December 5, 2025
Issues Politics & Society Technology

Polaroid AI Bahayakan Perempuan dan Normalisasi Kekerasan Digital 

Setelah Ghibli style, kini AI digunakan untuk membuat foto polaroid bersama idola. Sayangnya, tren ini berisiko mengaburkan batas privasi dan kontrol atas citra diri.

  • September 21, 2025
  • 7 min read
  • 3417 Views
Polaroid AI Bahayakan Perempuan dan Normalisasi Kekerasan Digital 

Riri, 32, sudah lama mengidolakan Gawin Caskey, aktor sekaligus penyanyi asal Thailand.

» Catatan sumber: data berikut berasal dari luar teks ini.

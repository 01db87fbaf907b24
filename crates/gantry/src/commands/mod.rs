pub mod build;
pub mod config;
pub mod task;
pub mod watch;
//! File watching for the watch loop.

use std::path::{Path, PathBuf};
use std::sync::mpsc::{self, RecvTimeoutError};
use std::time::Duration;

use notify::{EventKind, RecommendedWatcher, RecursiveMode, Watcher};
use tokio::sync::mpsc as async_mpsc;

/// Quiet period that ends a batch of events.
pub const DEBOUNCE: Duration = Duration::from_millis(100);

/// What happened to a path.
#[derive(Debug, Clone, Copy, PartialEq, Eq)]
pub enum ChangeKind {
    Created,
    Modified,
    Removed,
}

/// A change to a single path.
#[derive(Debug, Clone, PartialEq, Eq)]
pub struct WatchEvent {
    pub path: PathBuf,
    pub kind: ChangeKind,
}

/// File watcher for detecting changes.
pub struct FileWatcher {
    _watcher: RecommendedWatcher,
}

impl FileWatcher {
    /// Watch `paths` recursively.
    ///
    /// Events arriving within [`DEBOUNCE`] of each other are delivered as
    /// one batch, with one event per path.
    pub fn new(
        paths: &[PathBuf],
    ) -> Result<(Self, async_mpsc::Receiver<Vec<WatchEvent>>), std::io::Error> {
        let (sync_tx, sync_rx) = mpsc::channel();
        let (async_tx, async_rx) = async_mpsc::channel(100);

        let mut watcher = notify::recommended_watcher(move |res: Result<notify::Event, _>| {
            if let Ok(event) = res {
                let _ = sync_tx.send(event);
            }
        })
        .map_err(std::io::Error::other)?;

        for path in paths {
            if path.exists() {
                watcher
                    .watch(path, RecursiveMode::Recursive)
                    .map_err(std::io::Error::other)?;
            } else {
                tracing::warn!("Not watching missing path {}", path.display());
            }
        }

        std::thread::spawn(move || {
            while let Ok(first) = sync_rx.recv() {
                let mut batch = Vec::new();
                push_events(&mut batch, &first);

                let disconnected = loop {
                    match sync_rx.recv_timeout(DEBOUNCE) {
                        Ok(event) => push_events(&mut batch, &event),
                        Err(RecvTimeoutError::Timeout) => break false,
                        Err(RecvTimeoutError::Disconnected) => break true,
                    }
                };

                if !batch.is_empty() && async_tx.blocking_send(batch).is_err() {
                    break;
                }
                if disconnected {
                    break;
                }
            }
        });

        Ok((Self { _watcher: watcher }, async_rx))
    }
}

fn push_events(batch: &mut Vec<WatchEvent>, event: &notify::Event) {
    for path in &event.paths {
        let Some(change) = classify_event(path, &event.kind) else {
            continue;
        };

        match batch.iter_mut().find(|e| e.path == change.path) {
            Some(existing) => existing.kind = change.kind,
            None => batch.push(change),
        }
    }
}

/// Classify a notify event; access and metadata-only events are ignored.
fn classify_event(path: &Path, kind: &EventKind) -> Option<WatchEvent> {
    use notify::event::ModifyKind;

    let kind = match kind {
        EventKind::Create(_) => ChangeKind::Created,
        EventKind::Remove(_) => ChangeKind::Removed,
        EventKind::Modify(ModifyKind::Metadata(_)) => return None,
        EventKind::Modify(_) => ChangeKind::Modified,
        _ => return None,
    };

    Some(WatchEvent {
        path: path.to_path_buf(),
        kind,
    })
}
//! Development server: static output folder plus live reload.

use std::net::SocketAddr;
use std::path::PathBuf;

use axum::{
    body::{to_bytes, Body},
    extract::{
        ws::{Message, WebSocket, WebSocketUpgrade},
        State,
    },
    http::header::{CONTENT_LENGTH, CONTENT_TYPE},
    middleware,
    response::{IntoResponse, Response},
    routing::get,
    Router,
};
use tower_http::services::ServeDir;

use crate::websocket::{
    client_script, client_script_tag, ReloadHub, ReloadMessage, RELOAD_SCRIPT_PATH,
    RELOAD_SOCKET_PATH,
};

/// Configuration for the development server.
#[derive(Debug, Clone)]
pub struct DevServerConfig {
    /// Directory to serve
    pub root: PathBuf,

    /// Port to listen on
    pub port: u16,

    /// Host to bind to
    pub host: String,

    /// Open browser on start
    pub open: bool,
}

impl Default for DevServerConfig {
    fn default() -> Self {
        Self {
            root: PathBuf::from("dist"),
            port: 3000,
            host: "127.0.0.1".to_string(),
            open: true,
        }
    }
}

/// Errors that can occur with the server.
#[derive(Debug, thiserror::Error)]
pub enum ServerError {
    #[error("Invalid address {0}")]
    Address(String),

    #[error("Failed to bind to {0}: {1}")]
    Bind(SocketAddr, String),

    #[error("Server error: {0}")]
    Serve(String),

    #[error("File watch error: {0}")]
    Watch(String),
}

/// Development server.
pub struct DevServer {
    config: DevServerConfig,
    hub: ReloadHub,
}

impl DevServer {
    /// Create a server broadcasting messages from `hub`.
    pub fn new(config: DevServerConfig, hub: ReloadHub) -> Self {
        Self { config, hub }
    }

    /// Address the server will listen on.
    pub fn addr(&self) -> Result<SocketAddr, ServerError> {
        let addr = format!("{}:{}", self.config.host, self.config.port);
        addr.parse().map_err(|_| ServerError::Address(addr))
    }

    /// Serve until the process ends.
    pub async fn start(self) -> Result<(), ServerError> {
        let addr = self.addr()?;
        let app = router(self.config.root.clone(), self.hub);

        let listener = tokio::net::TcpListener::bind(addr)
            .await
            .map_err(|e| ServerError::Bind(addr, e.to_string()))?;

        tracing::info!(
            "Serving {} at http://{}",
            self.config.root.display(),
            addr
        );

        if self.config.open {
            let url = format!("http://{}", addr);
            if let Err(e) = open::that(&url) {
                tracing::warn!("Failed to open browser: {}", e);
            }
        }

        axum::serve(listener, app)
            .await
            .map_err(|e| ServerError::Serve(e.to_string()))
    }
}

/// Routes for the live reload endpoints, with `root` served for everything else.
pub fn router(root: PathBuf, hub: ReloadHub) -> Router {
    Router::new()
        .route(RELOAD_SOCKET_PATH, get(ws_handler))
        .route(RELOAD_SCRIPT_PATH, get(script_handler))
        .fallback_service(ServeDir::new(root))
        .layer(middleware::map_response(inject_into_html))
        .with_state(hub)
}

/// Insert the client script tag before `</body>`, or append it.
pub fn inject_client_script(html: &str) -> String {
    let tag = client_script_tag();

    match html.to_ascii_lowercase().rfind("</body>") {
        Some(i) => {
            let mut out = String::with_capacity(html.len() + tag.len());
            out.push_str(&html[..i]);
            out.push_str(&tag);
            out.push_str(&html[i..]);
            out
        }
        None => format!("{}{}", html, tag),
    }
}

async fn inject_into_html(response: Response) -> Response {
    let is_html = response
        .headers()
        .get(CONTENT_TYPE)
        .and_then(|v| v.to_str().ok())
        .is_some_and(|v| v.starts_with("text/html"));

    if !is_html {
        return response;
    }

    let (mut parts, body) = response.into_parts();
    let bytes = match to_bytes(body, usize::MAX).await {
        Ok(bytes) => bytes,
        Err(e) => {
            tracing::warn!("Failed to read page body: {}", e);
            return Response::from_parts(parts, Body::empty());
        }
    };

    let html = String::from_utf8_lossy(&bytes);
    parts.headers.remove(CONTENT_LENGTH);

    Response::from_parts(parts, Body::from(inject_client_script(&html)))
}

async fn ws_handler(ws: WebSocketUpgrade, State(hub): State<ReloadHub>) -> impl IntoResponse {
    ws.on_upgrade(move |socket| handle_ws(socket, hub))
}

async fn handle_ws(mut socket: WebSocket, hub: ReloadHub) {
    let mut rx = hub.subscribe();

    if send(&mut socket, &ReloadMessage::Connected).await.is_err() {
        return;
    }

    while let Ok(msg) = rx.recv().await {
        if send(&mut socket, &msg).await.is_err() {
            break;
        }
    }
}

async fn send(socket: &mut WebSocket, msg: &ReloadMessage) -> Result<(), ()> {
    let json = serde_json::to_string(msg).map_err(|_| ())?;
    socket
        .send(Message::Text(json.into()))
        .await
        .map_err(|_| ())
}

async fn script_handler() -> impl IntoResponse {
    ([(CONTENT_TYPE, "application/javascript")], client_script())
}
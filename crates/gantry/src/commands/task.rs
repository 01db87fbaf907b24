//! Single-task commands.

use std::path::Path;

use anyhow::Result;
use gantry_tasks::Task;

use super::config::Project;

/// Run one asset task.
pub async fn run(root: &Path, config: &Path, task: Task) -> Result<()> {
    let pipeline = Project::load(root, config)?.pipeline();

    let report = pipeline.run(task).await?;

    if report.skipped > 0 {
        tracing::warn!("'{}' skipped {} inputs, see warnings above", task, report.skipped);
    }

    Ok(())
}

/// Remove the output folder.
pub async fn clean(root: &Path, config: &Path) -> Result<()> {
    let pipeline = Project::load(root, config)?.pipeline();

    pipeline.clean().await?;

    Ok(())
}
//! Scanning of `@@include(...)` directives.

use std::ops::Range;

use serde_json::Value;

const MARKER: &str = "@@include";

/// A single include directive found in a source file.
#[derive(Debug, Clone, PartialEq)]
pub struct Directive {
    /// Byte range of the whole directive, marker through closing paren
    pub span: Range<usize>,

    /// Target path exactly as written
    pub path: String,

    /// Optional JSON object passed as the include context
    pub context: Option<Value>,

    /// 1-based line the directive starts on
    pub line: usize,
}

/// A malformed directive.
#[derive(Debug, Clone, PartialEq, thiserror::Error)]
#[error("line {line}: {message}")]
pub struct DirectiveError {
    pub line: usize,
    pub message: String,
}

/// Find every include directive in `source`, in order of appearance.
///
/// Identifiers that merely start with the marker (`@@include_once`,
/// `@@includes`) are not directives and are skipped.
pub fn scan(source: &str) -> Result<Vec<Directive>, DirectiveError> {
    let mut directives = Vec::new();
    let mut offset = 0;

    while let Some(found) = source[offset..].find(MARKER) {
        let start = offset + found;
        let after = start + MARKER.len();
        let rest = &source[after..];
        let trimmed = rest.trim_start_matches([' ', '\t']);

        if !trimmed.starts_with('(') {
            offset = after;
            continue;
        }

        let line = line_of(source, start);
        let open = after + (rest.len() - trimmed.len());
        let close = find_closing_paren(source, open).ok_or_else(|| DirectiveError {
            line,
            message: "unterminated argument list".to_string(),
        })?;

        let (path, context) = parse_arguments(&source[open + 1..close])
            .map_err(|message| DirectiveError { line, message })?;

        directives.push(Directive {
            span: start..close + 1,
            path,
            context,
            line,
        });

        offset = close + 1;
    }

    Ok(directives)
}

/// 1-based line number of a byte offset.
fn line_of(source: &str, offset: usize) -> usize {
    source[..offset].matches('\n').count() + 1
}

/// Find the paren matching the one at `open`, skipping quoted strings.
fn find_closing_paren(source: &str, open: usize) -> Option<usize> {
    let mut depth = 0usize;
    let mut quote: Option<char> = None;
    let mut escaped = false;

    for (i, c) in source[open..].char_indices() {
        if let Some(q) = quote {
            if escaped {
                escaped = false;
            } else if c == '\\' {
                escaped = true;
            } else if c == q {
                quote = None;
            }
            continue;
        }

        match c {
            '\'' | '"' => quote = Some(c),
            '(' => depth += 1,
            ')' => {
                depth -= 1;
                if depth == 0 {
                    return Some(open + i);
                }
            }
            _ => {}
        }
    }

    None
}

/// Parse `'path'` or `"path", { ...json }`.
fn parse_arguments(args: &str) -> Result<(String, Option<Value>), String> {
    let args = args.trim();

    let mut chars = args.char_indices();
    let quote = match chars.next() {
        Some((_, c @ ('\'' | '"'))) => c,
        _ => return Err("include path must be a quoted string".to_string()),
    };

    let mut path = String::new();
    let mut escaped = false;
    let mut end = None;

    for (i, c) in chars {
        if escaped {
            path.push(c);
            escaped = false;
        } else if c == '\\' {
            escaped = true;
        } else if c == quote {
            end = Some(i);
            break;
        } else {
            path.push(c);
        }
    }

    let end = end.ok_or_else(|| "unterminated include path".to_string())?;
    if path.trim().is_empty() {
        return Err("include path is empty".to_string());
    }

    let rest = args[end + 1..].trim();
    if rest.is_empty() {
        return Ok((path, None));
    }

    let Some(json) = rest.strip_prefix(',') else {
        return Err(format!("unexpected text after include path: {}", rest));
    };

    let json = json.trim();
    if json.is_empty() {
        return Ok((path, None));
    }

    let context: Value =
        serde_json::from_str(json).map_err(|e| format!("invalid include context: {}", e))?;

    if !context.is_object() {
        return Err("include context must be a JSON object".to_string());
    }

    Ok((path, Some(context)))
}
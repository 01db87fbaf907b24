//! Build command: clean, then every asset task.

use std::path::Path;

use anyhow::Result;

use super::config::Project;

/// Run the build command.
pub async fn run(root: &Path, config: &Path) -> Result<()> {
    let project = Project::load(root, config)?;
    let pipeline = project.pipeline();

    tracing::info!("Building {}", project.root.display());

    let result = pipeline.build().await?;

    tracing::info!(
        "Built {} files with {} tasks in {}ms",
        result.files(),
        result.reports.len(),
        result.duration_ms
    );

    tracing::info!("Output: {}", result.output_dir.display());

    Ok(())
}
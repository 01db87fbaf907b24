//! Asset tasks for gantry.
//!
//! Compiles a conventional `src/` tree (HTML with includes, Sass, JavaScript,
//! images, fonts) into a distribution folder, one task per asset class.

pub mod css;
pub mod fonts;
pub mod html;
pub mod images;
pub mod js;
pub mod manifest;
pub mod paths;
pub mod pattern;
pub mod pipeline;
pub mod sprite;
pub mod task;

pub use paths::{PathsConfig, ProjectPaths};
pub use pattern::AssetGlob;
pub use pipeline::{BuildResult, Pipeline, PipelineConfig};
pub use task::{Batch, Task, TaskError, TaskReport};
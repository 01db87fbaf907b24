//! Glob sets with brace alternatives and `!` exclusions.

use std::path::{Component, Path, PathBuf};

use glob::{MatchOptions, Pattern};
use walkdir::WalkDir;

const MATCH_OPTIONS: MatchOptions = MatchOptions {
    case_sensitive: true,
    require_literal_separator: true,
    require_literal_leading_dot: false,
};

/// A set of root-relative glob patterns.
///
/// Supports `*`, `**`, `?`, character classes and `{a,b}` alternatives.
/// Patterns prefixed with `!` exclude matches.
#[derive(Debug, Clone)]
pub struct AssetGlob {
    include: Vec<Pattern>,
    exclude: Vec<Pattern>,
    sources: Vec<String>,
}

impl AssetGlob {
    /// Build a glob set from pattern strings.
    ///
    /// Patterns are built from escaped path components, so an invalid
    /// pattern can only come from a programming error; it is logged and
    /// dropped.
    pub fn new<I, S>(patterns: I) -> Self
    where
        I: IntoIterator<Item = S>,
        S: AsRef<str>,
    {
        let mut include = Vec::new();
        let mut exclude = Vec::new();
        let mut sources = Vec::new();

        for pattern in patterns {
            let pattern = pattern.as_ref();
            sources.push(pattern.to_string());

            let (negated, body) = match pattern.strip_prefix('!') {
                Some(body) => (true, body),
                None => (false, pattern),
            };

            for expanded in expand_braces(body) {
                match Pattern::new(&expanded) {
                    Ok(p) if negated => exclude.push(p),
                    Ok(p) => include.push(p),
                    Err(e) => tracing::warn!("Ignoring invalid glob '{}': {}", expanded, e),
                }
            }
        }

        Self {
            include,
            exclude,
            sources,
        }
    }

    /// The pattern strings this set was built from.
    pub fn patterns(&self) -> &[String] {
        &self.sources
    }

    /// Check a root-relative path against the set.
    pub fn matches(&self, relative: &Path) -> bool {
        let candidate = to_slash(relative);

        self.include
            .iter()
            .any(|p| p.matches_with(&candidate, MATCH_OPTIONS))
            && !self
                .exclude
                .iter()
                .any(|p| p.matches_with(&candidate, MATCH_OPTIONS))
    }

    /// Walk `root` and return every matching file, sorted.
    pub fn walk(&self, root: &Path) -> Vec<PathBuf> {
        let mut bases: Vec<PathBuf> = self
            .include
            .iter()
            .map(|p| literal_prefix(p.as_str()))
            .collect();
        bases.sort();
        bases.dedup();

        let mut files = Vec::new();

        for base in bases {
            let dir = root.join(&base);
            if !dir.is_dir() {
                continue;
            }

            for entry in WalkDir::new(&dir)
                .follow_links(true)
                .into_iter()
                .filter_map(|e| e.ok())
            {
                if !entry.file_type().is_file() {
                    continue;
                }

                let path = entry.path();
                let relative = path.strip_prefix(root).unwrap_or(path);
                if self.matches(relative) {
                    files.push(path.to_path_buf());
                }
            }
        }

        files.sort();
        files.dedup();
        files
    }
}

/// Expand `{a,b}` alternatives into separate patterns.
pub fn expand_braces(pattern: &str) -> Vec<String> {
    let Some(open) = pattern.find('{') else {
        return vec![pattern.to_string()];
    };

    let mut depth = 0usize;
    let mut close = None;
    let mut splits = Vec::new();

    for (i, c) in pattern[open..].char_indices() {
        match c {
            '{' => depth += 1,
            '}' => {
                depth -= 1;
                if depth == 0 {
                    close = Some(open + i);
                    break;
                }
            }
            ',' if depth == 1 => splits.push(open + i),
            _ => {}
        }
    }

    // Unbalanced braces are taken literally
    let Some(close) = close else {
        return vec![pattern.to_string()];
    };

    let prefix = &pattern[..open];
    let suffix = &pattern[close + 1..];

    let mut bounds = vec![open];
    bounds.extend(splits);
    bounds.push(close);

    bounds
        .windows(2)
        .flat_map(|w| {
            let alternative = &pattern[w[0] + 1..w[1]];
            expand_braces(&format!("{}{}{}", prefix, alternative, suffix))
        })
        .collect()
}

/// Leading components of a pattern that contain no wildcards.
fn literal_prefix(pattern: &str) -> PathBuf {
    let mut prefix = PathBuf::new();
    let mut components = pattern.split('/').peekable();

    while let Some(component) = components.next() {
        // The last component names files, not a directory to walk
        if components.peek().is_none() || component.contains(['*', '?', '[']) {
            break;
        }
        prefix.push(component);
    }

    prefix
}

fn to_slash(path: &Path) -> String {
    path.components()
        .filter_map(|c| match c {
            Component::Normal(part) => Some(part.to_string_lossy()),
            _ => None,
        })
        .collect::<Vec<_>>()
        .join("/")
}

#[cfg(test)]
mod tests {
    use super::*;
    use std::fs;
    use tempfile::tempdir;

    #[test]
    fn expands_brace_alternatives() {
        assert_eq!(
            expand_braces("img/**/*.{jpg,png}"),
            vec!["img/**/*.jpg", "img/**/*.png"]
        );
        assert_eq!(expand_braces("a{b,c}d{e,f}").len(), 4);
        assert_eq!(expand_braces("plain/*.html"), vec!["plain/*.html"]);
        assert_eq!(expand_braces("broken{a,b"), vec!["broken{a,b"]);
    }

    #[test]
    fn excludes_negated_patterns() {
        let glob = AssetGlob::new(["src/*.html", "!src/_*.html"]);

        assert!(glob.matches(Path::new("src/index.html")));
        assert!(!glob.matches(Path::new("src/_header.html")));
        assert!(!glob.matches(Path::new("src/html/page.html")));
    }

    #[test]
    fn double_star_matches_any_depth() {
        let glob = AssetGlob::new(["src/**/*.html"]);

        assert!(glob.matches(Path::new("src/index.html")));
        assert!(glob.matches(Path::new("src/html/parts/_nav.html")));
        assert!(!glob.matches(Path::new("other/index.html")));
    }

    #[test]
    fn walks_matching_files_sorted() {
        let temp = tempdir().unwrap();
        let img = temp.path().join("src/img/icons");
        fs::create_dir_all(&img).unwrap();
        fs::write(temp.path().join("src/img/b.png"), b"").unwrap();
        fs::write(temp.path().join("src/img/a.jpg"), b"").unwrap();
        fs::write(img.join("c.svg"), b"").unwrap();
        fs::write(temp.path().join("src/img/notes.txt"), b"").unwrap();

        let glob = AssetGlob::new(["src/img/**/*.{jpg,png,svg}"]);
        let files = glob.walk(temp.path());

        let names: Vec<_> = files
            .iter()
            .map(|p| p.strip_prefix(temp.path()).unwrap().to_path_buf())
            .collect();

        assert_eq!(
            names,
            vec![
                PathBuf::from("src/img/a.jpg"),
                PathBuf::from("src/img/b.png"),
                PathBuf::from("src/img/icons/c.svg"),
            ]
        );
    }

    #[test]
    fn finds_literal_prefix() {
        assert_eq!(literal_prefix("src/img/**/*.png"), PathBuf::from("src/img"));
        assert_eq!(literal_prefix("src/*.html"), PathBuf::from("src"));
        assert_eq!(literal_prefix("*.html"), PathBuf::new());
    }
}
//! Project configuration (gantry.toml).

use std::fs;
use std::path::{Path, PathBuf};

use anyhow::{Context, Result};
use gantry_server::DevServerConfig;
use gantry_tasks::{PathsConfig, Pipeline, PipelineConfig, ProjectPaths};
use serde::Deserialize;

/// Configuration file structure.
#[derive(Debug, Deserialize, Default)]
pub struct ConfigFile {
    #[serde(default)]
    pub paths: PathsConfig,
    #[serde(default)]
    pub server: ServerSettings,
    #[serde(default)]
    pub js: JsSettings,
    #[serde(default)]
    pub images: ImageSettings,
}

#[derive(Debug, Deserialize)]
pub struct ServerSettings {
    #[serde(default = "default_host")]
    pub host: String,
    #[serde(default = "default_port")]
    pub port: u16,
    #[serde(default = "default_open")]
    pub open: bool,
}

impl Default for ServerSettings {
    fn default() -> Self {
        Self {
            host: default_host(),
            port: default_port(),
            open: default_open(),
        }
    }
}

#[derive(Debug, Deserialize)]
pub struct JsSettings {
    #[serde(default = "default_target")]
    pub target: String,
}

impl Default for JsSettings {
    fn default() -> Self {
        Self {
            target: default_target(),
        }
    }
}

#[derive(Debug, Deserialize)]
pub struct ImageSettings {
    #[serde(default = "default_jpeg_quality")]
    pub jpeg_quality: u8,
}

impl Default for ImageSettings {
    fn default() -> Self {
        Self {
            jpeg_quality: default_jpeg_quality(),
        }
    }
}

fn default_host() -> String {
    "127.0.0.1".to_string()
}
fn default_port() -> u16 {
    3000
}
fn default_open() -> bool {
    true
}
fn default_target() -> String {
    gantry_tasks::js::DEFAULT_TARGET.to_string()
}
fn default_jpeg_quality() -> u8 {
    gantry_tasks::images::DEFAULT_JPEG_QUALITY
}

/// Load configuration if the file exists.
/// Returns an error if the config file exists but is malformed.
pub fn load_config(path: &Path) -> Result<ConfigFile> {
    if !path.exists() {
        return Ok(ConfigFile::default());
    }

    let content = fs::read_to_string(path)
        .with_context(|| format!("Failed to read {}", path.display()))?;
    let config: ConfigFile = toml::from_str(&content)
        .with_context(|| format!("Failed to parse {}", path.display()))?;

    if !(1..=100).contains(&config.images.jpeg_quality) {
        anyhow::bail!(
            "{}: images.jpeg_quality must be between 1 and 100",
            path.display()
        );
    }

    tracing::debug!("Loaded config from {}", path.display());
    Ok(config)
}

/// A project root with its loaded configuration.
pub struct Project {
    pub root: PathBuf,
    pub config: ConfigFile,
}

impl Project {
    /// Resolve the root and load the config file; a relative config path
    /// is taken from the root.
    pub fn load(root: &Path, config: &Path) -> Result<Self> {
        let root = fs::canonicalize(root)
            .with_context(|| format!("Project root not found: {}", root.display()))?;

        let config_path = if config.is_absolute() {
            config.to_path_buf()
        } else {
            root.join(config)
        };

        Ok(Self {
            config: load_config(&config_path)?,
            root,
        })
    }

    pub fn pipeline(&self) -> Pipeline {
        let paths = ProjectPaths::new(&self.root, &self.config.paths);

        Pipeline::new(PipelineConfig {
            paths,
            js_target: self.config.js.target.clone(),
            jpeg_quality: self.config.images.jpeg_quality,
        })
    }

    pub fn server_config(&self, pipeline: &Pipeline) -> DevServerConfig {
        DevServerConfig {
            root: pipeline.paths().dist_dir().to_path_buf(),
            host: self.config.server.host.clone(),
            port: self.config.server.port,
            open: self.config.server.open,
        }
    }
}

#[cfg(test)]
mod tests {
    use super::*;
    use tempfile::tempdir;

    #[test]
    fn missing_file_uses_defaults() {
        let temp = tempdir().unwrap();

        let config = load_config(&temp.path().join("gantry.toml")).unwrap();

        assert_eq!(config.paths.src, "src");
        assert_eq!(config.paths.dist, None);
        assert_eq!(config.server.port, 3000);
        assert!(config.server.open);
        assert_eq!(config.js.target, "es2015");
        assert_eq!(config.images.jpeg_quality, 80);
    }

    #[test]
    fn reads_partial_config() {
        let temp = tempdir().unwrap();
        let path = temp.path().join("gantry.toml");
        fs::write(&path, "[paths]\ndist = \"public\"\n\n[server]\nport = 8080\n").unwrap();

        let config = load_config(&path).unwrap();

        assert_eq!(config.paths.dist.as_deref(), Some("public"));
        assert_eq!(config.server.port, 8080);
        assert_eq!(config.server.host, "127.0.0.1");
    }

    #[test]
    fn malformed_file_is_an_error() {
        let temp = tempdir().unwrap();
        let path = temp.path().join("gantry.toml");
        fs::write(&path, "[server\nport = ").unwrap();

        assert!(load_config(&path).is_err());
    }

    #[test]
    fn rejects_out_of_range_quality() {
        let temp = tempdir().unwrap();
        let path = temp.path().join("gantry.toml");
        fs::write(&path, "[images]\njpeg_quality = 0\n").unwrap();

        assert!(load_config(&path).is_err());
    }

    #[test]
    fn project_derives_pipeline_and_server() {
        let temp = tempdir().unwrap();
        let root = temp.path().join("my-site");
        fs::create_dir_all(&root).unwrap();

        let project = Project::load(&root, Path::new("gantry.toml")).unwrap();
        let pipeline = project.pipeline();
        let server = project.server_config(&pipeline);

        assert!(server.root.ends_with("my-site/my-site"));
        assert_eq!(pipeline.config().js_target, "es2015");
    }
}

Saat media sosial diramaikan tren foto polaroid AI bersama idola, ia pun ikut penasaran. “Aku ikutan tren ini ya buat senang-senang aja,” kata Riri sambil menunjukkan hasil polaroid digital yang kini menjadi latar ponselnya. Dalam foto itu, ia tampak merangkul aktor pujaannya seolah mereka benar-benar pasangan. 

Ternyata, apa yang dilakukan Riri bukan hal baru. Media sosial, khususnya X dan Instagram, dipenuhi unggahan pengguna yang mencoba membuat polaroid AI bersama idola masing-masing.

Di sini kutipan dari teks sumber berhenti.